A senior G.M. executive, Dane Parker, said the company was not seeking to curry favor with the new administration. Its decision, he said, was based on a fundamental, dollars-and-cents analysis of where the auto industry is headed and the cars that it expects to become best sellers in the future.
“This has been a very surreal weekend and week for me.”
So said Vlad Tenev, the chief executive of the online brokerage firm Robinhood, in a public conversation with — of all people — Elon Musk about the challenges his company has faced amid the run-up in stocks like GameStop’s, the DealBook newsletter reports.
Mr. Tenev opened up on the social network Clubhouse late on Sunday about what led Robinhood to impose curbs on trading shares in GameStop and other companies last week,
drawing outrage from customers and politicians alike.

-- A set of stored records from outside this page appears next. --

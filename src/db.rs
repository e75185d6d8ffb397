//! SQLite pool construction and embedded migrations.

use sqlx::{
    SqlitePool,
    migrate::MigrateError,
    sqlite::{SqliteConnectOptions, SqliteJournalMode, SqlitePoolOptions},
};
use std::{str::FromStr, time::Duration};

/// Open (and create if missing) the metadata database at `database_url`.
pub async fn connect(database_url: &str, max_connections: u32) -> Result<SqlitePool, sqlx::Error> {
    let options = SqliteConnectOptions::from_str(database_url)?
        .create_if_missing(true)
        .journal_mode(SqliteJournalMode::Wal)
        .busy_timeout(Duration::from_secs(5));

    tracing::debug!("Connecting to SQLite at {}", database_url);

    SqlitePoolOptions::new()
        .max_connections(max_connections)
        .connect_with(options)
        .await
}

/// Apply the migrations under `migrations/`, embedded at compile time.
pub async fn migrate(pool: &SqlitePool) -> Result<(), MigrateError> {
    sqlx::migrate!("./migrations").run(pool).await
}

Last Thursday, an arm of the Depository Trust and Clearing Corporation, Wall Street’s main clearinghouse for stock trades, had demanded $3 billion in additional collateral — “an order of magnitude” more than usual, Mr. Tenev said — to cover risky trades by its customers.
That demand was later reduced to about $700 million, but Robinhood was still forced to draw down credit lines from banks and raise $1 billion from existing investors.
“This was nerve-racking,” Mr. Tenev said.
Mr. Tenev said the clearinghouse’s decision was based on “an opaque formula,” but sought to dispel persistent rumors that Wall Street elites were behind the move. Mr. Musk, a noted provocateur on Twitter, asked whether “something really shady” was behind the collateral demand. “You’re getting into conspiracy theories a little bit,” Mr. Tenev answered, and added that other brokers were also asked to post additional cash.
“We had no choice, in this case,” Mr. Tenev said. “We had to conform to regulatory capital requirements.”
The Robinhood chief also disputed speculation that his brokerage firm had imposed the trading curbs to aid Wall Street partners, including the big financial firm Citadel, whose brokerage arm executes most of its trades and whose hedge fund had invested in a fellow investment firm that had been betting against GameStop’s share price.
When Mr. Musk asked whether Robinhood was “beholden” to Citadel, Mr. Tenev shot back, “That’s just false.”